▶ [ACTIVITY]
A single number is all that's needed: how many lines in the data contain the string "HttpRequest".

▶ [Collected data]
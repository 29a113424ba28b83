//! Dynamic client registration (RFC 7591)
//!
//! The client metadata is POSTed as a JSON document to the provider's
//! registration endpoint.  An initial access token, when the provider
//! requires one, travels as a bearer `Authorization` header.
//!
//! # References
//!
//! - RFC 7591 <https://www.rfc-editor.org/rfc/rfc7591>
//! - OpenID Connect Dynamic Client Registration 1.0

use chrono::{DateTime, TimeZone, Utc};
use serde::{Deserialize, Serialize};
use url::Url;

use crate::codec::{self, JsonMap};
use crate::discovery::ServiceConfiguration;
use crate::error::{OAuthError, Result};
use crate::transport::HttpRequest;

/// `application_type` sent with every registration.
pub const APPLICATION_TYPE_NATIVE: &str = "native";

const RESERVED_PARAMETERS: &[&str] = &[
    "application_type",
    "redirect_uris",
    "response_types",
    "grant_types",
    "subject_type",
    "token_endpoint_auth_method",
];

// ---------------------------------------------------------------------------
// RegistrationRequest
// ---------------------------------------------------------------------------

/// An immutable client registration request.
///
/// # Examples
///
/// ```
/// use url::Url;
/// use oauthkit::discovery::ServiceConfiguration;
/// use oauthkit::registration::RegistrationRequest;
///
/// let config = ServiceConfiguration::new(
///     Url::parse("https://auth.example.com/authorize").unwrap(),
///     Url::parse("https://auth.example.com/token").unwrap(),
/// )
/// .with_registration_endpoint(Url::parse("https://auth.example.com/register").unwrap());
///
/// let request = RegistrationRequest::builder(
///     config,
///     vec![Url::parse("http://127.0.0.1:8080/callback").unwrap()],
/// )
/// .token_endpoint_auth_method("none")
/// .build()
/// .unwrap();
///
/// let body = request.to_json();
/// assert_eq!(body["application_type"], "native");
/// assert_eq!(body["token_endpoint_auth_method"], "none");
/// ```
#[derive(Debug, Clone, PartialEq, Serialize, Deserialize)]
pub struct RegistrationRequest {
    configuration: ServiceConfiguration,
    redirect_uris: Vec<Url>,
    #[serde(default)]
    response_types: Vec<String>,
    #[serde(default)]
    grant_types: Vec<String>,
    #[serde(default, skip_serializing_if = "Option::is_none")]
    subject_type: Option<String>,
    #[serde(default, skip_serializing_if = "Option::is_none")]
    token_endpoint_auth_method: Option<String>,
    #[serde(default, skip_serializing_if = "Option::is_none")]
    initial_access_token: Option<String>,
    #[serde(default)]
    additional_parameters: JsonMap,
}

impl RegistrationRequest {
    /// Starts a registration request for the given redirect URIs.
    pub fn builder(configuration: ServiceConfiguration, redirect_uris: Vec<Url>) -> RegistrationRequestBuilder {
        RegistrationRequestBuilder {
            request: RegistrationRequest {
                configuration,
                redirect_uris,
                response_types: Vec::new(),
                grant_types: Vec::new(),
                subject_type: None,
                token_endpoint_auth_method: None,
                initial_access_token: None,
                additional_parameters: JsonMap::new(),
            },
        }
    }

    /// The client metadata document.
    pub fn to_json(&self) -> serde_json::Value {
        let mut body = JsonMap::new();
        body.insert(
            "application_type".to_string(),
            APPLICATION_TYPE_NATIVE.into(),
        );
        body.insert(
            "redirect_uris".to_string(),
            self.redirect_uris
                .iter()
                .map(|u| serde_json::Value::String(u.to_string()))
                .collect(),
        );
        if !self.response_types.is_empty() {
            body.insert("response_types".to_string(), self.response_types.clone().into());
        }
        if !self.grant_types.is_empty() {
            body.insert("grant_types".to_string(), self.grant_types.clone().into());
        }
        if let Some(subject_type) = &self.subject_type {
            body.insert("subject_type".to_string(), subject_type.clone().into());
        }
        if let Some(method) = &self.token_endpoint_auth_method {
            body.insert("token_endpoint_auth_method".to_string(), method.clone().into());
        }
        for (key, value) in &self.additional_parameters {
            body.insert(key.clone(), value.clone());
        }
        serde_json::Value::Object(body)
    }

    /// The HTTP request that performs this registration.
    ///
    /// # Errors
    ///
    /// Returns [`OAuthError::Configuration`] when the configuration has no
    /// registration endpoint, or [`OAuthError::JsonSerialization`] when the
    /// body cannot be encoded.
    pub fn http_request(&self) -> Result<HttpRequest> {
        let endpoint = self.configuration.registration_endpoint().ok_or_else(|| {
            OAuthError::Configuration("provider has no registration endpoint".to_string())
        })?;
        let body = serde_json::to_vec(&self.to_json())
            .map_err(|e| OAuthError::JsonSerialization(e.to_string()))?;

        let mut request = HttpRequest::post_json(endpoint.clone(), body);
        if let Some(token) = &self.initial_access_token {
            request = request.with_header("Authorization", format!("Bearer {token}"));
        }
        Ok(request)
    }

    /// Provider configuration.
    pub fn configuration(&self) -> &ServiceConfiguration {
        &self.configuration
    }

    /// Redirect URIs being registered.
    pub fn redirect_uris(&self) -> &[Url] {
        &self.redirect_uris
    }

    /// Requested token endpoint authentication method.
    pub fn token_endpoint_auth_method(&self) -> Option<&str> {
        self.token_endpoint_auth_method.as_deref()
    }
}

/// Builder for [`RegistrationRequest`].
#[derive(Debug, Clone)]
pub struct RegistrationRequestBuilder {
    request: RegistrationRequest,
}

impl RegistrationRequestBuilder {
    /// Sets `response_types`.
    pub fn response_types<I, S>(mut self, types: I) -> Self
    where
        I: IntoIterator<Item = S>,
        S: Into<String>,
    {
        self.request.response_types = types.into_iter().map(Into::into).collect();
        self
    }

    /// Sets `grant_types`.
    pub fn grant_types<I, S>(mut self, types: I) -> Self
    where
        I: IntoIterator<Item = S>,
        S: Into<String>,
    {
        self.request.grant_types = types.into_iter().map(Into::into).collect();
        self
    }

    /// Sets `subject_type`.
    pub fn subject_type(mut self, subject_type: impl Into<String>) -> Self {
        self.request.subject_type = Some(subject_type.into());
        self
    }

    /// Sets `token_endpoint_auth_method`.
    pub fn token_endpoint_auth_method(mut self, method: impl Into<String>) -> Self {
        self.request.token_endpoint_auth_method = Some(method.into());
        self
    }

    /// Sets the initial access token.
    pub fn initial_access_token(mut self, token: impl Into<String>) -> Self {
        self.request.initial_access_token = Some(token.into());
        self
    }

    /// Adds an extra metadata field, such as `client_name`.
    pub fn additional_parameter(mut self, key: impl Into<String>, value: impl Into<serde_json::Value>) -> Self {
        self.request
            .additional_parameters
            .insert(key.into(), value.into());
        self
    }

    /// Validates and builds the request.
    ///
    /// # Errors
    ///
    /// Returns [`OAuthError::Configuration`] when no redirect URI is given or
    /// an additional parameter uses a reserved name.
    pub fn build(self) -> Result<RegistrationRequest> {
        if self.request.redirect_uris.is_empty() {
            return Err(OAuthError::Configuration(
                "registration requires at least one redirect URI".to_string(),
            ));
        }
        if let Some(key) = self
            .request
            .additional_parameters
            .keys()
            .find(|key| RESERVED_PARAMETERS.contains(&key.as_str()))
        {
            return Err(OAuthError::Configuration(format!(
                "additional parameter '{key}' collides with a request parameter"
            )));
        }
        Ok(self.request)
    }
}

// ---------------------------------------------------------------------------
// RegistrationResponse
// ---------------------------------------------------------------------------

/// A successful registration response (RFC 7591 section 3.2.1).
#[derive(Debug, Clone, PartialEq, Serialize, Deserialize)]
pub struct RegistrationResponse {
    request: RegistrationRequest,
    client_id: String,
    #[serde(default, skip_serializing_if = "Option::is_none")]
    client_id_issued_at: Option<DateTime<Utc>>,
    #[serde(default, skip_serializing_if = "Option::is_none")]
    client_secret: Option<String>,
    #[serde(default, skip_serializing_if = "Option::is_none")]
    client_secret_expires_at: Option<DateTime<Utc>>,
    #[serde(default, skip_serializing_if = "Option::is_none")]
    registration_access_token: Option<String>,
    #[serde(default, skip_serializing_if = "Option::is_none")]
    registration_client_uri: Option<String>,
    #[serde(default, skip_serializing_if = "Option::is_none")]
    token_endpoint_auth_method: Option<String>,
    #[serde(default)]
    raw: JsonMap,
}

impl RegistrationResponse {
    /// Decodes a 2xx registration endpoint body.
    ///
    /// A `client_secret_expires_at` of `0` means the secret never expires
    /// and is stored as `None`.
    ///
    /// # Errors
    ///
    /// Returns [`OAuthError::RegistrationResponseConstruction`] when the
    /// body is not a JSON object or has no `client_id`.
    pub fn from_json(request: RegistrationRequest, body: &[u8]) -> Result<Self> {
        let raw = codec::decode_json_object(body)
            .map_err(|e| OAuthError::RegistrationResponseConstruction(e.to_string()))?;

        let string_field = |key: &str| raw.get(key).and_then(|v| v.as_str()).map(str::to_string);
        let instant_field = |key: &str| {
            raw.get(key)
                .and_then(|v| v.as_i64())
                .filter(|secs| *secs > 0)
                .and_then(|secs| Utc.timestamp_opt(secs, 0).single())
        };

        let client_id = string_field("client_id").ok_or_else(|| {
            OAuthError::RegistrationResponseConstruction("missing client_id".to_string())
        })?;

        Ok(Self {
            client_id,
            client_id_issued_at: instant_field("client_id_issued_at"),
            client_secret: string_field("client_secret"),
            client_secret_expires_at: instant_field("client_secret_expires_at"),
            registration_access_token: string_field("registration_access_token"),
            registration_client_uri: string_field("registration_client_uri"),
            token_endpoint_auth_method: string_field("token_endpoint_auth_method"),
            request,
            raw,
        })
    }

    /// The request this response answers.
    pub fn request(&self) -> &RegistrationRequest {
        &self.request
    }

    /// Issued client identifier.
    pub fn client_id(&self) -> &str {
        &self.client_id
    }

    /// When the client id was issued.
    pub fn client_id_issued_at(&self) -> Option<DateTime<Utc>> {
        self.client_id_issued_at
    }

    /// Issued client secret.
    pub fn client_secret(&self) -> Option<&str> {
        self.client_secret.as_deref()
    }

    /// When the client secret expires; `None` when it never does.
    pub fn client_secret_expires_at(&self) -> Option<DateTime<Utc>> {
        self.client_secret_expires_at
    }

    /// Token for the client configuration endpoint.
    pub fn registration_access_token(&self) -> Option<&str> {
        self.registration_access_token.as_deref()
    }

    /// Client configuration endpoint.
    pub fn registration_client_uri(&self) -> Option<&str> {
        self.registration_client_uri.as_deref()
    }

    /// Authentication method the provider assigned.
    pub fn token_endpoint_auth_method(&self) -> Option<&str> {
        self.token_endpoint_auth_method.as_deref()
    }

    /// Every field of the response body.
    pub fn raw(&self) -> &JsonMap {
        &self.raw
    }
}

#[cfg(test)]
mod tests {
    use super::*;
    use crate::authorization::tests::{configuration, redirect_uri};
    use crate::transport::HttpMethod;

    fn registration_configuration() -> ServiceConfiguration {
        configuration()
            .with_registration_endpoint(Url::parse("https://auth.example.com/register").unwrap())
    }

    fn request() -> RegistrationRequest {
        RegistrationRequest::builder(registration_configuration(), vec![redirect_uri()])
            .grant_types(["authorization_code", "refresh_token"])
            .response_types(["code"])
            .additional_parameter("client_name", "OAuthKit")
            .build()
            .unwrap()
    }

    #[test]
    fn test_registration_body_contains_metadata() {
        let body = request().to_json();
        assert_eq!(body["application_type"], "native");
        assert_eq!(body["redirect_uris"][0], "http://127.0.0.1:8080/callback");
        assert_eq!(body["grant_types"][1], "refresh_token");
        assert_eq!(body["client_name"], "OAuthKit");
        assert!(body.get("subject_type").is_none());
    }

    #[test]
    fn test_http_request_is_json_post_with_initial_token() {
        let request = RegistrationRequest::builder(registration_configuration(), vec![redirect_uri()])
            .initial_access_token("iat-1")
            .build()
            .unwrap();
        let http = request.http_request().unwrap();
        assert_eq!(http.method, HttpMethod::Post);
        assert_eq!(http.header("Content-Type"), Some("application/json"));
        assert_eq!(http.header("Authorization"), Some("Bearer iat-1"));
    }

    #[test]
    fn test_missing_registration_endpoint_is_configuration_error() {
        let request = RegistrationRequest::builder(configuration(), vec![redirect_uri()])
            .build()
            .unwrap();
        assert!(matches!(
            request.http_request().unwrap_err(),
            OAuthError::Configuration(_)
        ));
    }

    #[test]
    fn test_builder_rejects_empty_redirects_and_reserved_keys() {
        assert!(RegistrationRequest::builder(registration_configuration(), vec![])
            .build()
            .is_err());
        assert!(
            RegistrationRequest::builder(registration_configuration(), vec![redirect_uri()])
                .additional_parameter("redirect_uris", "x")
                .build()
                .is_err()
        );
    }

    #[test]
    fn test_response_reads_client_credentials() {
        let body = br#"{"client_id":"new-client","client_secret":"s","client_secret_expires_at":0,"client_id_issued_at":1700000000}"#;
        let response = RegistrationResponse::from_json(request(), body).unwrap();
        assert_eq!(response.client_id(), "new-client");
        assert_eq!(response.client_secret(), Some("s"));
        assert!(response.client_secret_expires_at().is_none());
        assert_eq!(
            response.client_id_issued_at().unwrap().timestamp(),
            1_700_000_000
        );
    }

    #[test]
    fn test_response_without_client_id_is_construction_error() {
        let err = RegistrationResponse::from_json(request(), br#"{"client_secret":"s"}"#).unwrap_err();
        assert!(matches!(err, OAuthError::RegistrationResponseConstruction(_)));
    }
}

---

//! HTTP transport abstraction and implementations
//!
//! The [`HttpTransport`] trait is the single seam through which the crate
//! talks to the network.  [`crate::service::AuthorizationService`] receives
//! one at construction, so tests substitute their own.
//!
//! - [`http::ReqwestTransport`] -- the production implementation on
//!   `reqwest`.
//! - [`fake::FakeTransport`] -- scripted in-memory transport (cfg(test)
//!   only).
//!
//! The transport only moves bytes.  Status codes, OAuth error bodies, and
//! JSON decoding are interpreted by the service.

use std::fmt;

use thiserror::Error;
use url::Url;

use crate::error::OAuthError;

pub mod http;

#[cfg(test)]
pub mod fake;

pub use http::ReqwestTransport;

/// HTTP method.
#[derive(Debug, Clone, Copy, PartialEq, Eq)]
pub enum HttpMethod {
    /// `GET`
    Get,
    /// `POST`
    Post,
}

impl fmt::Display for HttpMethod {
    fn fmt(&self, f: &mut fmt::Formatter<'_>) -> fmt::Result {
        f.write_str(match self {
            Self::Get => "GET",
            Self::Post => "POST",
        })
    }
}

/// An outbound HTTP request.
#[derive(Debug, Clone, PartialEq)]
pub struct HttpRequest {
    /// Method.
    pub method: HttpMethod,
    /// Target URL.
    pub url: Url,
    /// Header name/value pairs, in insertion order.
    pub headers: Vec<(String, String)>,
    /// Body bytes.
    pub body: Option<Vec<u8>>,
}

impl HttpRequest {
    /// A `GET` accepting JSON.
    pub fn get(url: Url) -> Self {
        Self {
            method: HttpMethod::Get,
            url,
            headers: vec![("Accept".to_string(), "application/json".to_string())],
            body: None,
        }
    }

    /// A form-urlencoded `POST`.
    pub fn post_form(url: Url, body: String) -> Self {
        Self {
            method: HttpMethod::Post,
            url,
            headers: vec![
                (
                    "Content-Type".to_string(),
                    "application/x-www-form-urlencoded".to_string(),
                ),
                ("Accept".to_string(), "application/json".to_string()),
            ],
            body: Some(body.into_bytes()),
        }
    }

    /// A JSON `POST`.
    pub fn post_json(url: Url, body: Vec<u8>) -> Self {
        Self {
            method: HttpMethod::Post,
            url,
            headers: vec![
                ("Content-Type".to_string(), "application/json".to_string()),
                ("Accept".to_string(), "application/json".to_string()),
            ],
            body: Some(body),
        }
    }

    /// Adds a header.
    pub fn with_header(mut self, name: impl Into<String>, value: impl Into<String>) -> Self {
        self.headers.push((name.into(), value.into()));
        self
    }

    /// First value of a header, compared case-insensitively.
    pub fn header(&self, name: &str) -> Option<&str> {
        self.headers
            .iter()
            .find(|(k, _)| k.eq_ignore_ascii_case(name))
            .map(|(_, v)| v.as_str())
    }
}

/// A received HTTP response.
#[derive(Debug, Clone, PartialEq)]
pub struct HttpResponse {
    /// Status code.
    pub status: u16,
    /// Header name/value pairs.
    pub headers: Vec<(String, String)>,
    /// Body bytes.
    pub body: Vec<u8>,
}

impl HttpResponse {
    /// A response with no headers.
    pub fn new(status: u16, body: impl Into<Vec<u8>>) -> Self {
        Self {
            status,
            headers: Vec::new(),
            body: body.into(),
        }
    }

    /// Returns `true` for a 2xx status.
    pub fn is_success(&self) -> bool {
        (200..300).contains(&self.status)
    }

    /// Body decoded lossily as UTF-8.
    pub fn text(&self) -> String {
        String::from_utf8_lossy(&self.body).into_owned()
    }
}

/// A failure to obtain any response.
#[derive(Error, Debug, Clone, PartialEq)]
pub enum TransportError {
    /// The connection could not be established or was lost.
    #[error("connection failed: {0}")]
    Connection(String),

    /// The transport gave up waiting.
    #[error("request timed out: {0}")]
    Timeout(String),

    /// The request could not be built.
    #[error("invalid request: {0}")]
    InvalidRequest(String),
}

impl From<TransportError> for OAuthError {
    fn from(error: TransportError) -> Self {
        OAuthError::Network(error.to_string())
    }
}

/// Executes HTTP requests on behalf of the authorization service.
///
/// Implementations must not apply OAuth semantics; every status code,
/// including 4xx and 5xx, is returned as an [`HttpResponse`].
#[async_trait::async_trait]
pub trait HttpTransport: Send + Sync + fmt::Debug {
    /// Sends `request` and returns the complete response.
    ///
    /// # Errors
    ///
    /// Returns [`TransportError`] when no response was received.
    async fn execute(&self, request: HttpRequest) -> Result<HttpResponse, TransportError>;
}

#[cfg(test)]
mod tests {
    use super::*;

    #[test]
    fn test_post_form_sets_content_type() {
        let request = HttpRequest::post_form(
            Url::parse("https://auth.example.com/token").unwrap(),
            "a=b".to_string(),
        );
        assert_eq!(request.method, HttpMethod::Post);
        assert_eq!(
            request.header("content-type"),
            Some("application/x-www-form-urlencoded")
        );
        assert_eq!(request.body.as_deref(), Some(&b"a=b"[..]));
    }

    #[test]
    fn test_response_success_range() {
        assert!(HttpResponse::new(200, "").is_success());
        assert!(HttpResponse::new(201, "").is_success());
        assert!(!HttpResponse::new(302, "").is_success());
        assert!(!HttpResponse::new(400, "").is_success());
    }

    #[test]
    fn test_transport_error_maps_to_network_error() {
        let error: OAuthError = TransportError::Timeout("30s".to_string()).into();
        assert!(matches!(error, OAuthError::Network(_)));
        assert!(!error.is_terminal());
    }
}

▶ [TASK RESULT]
7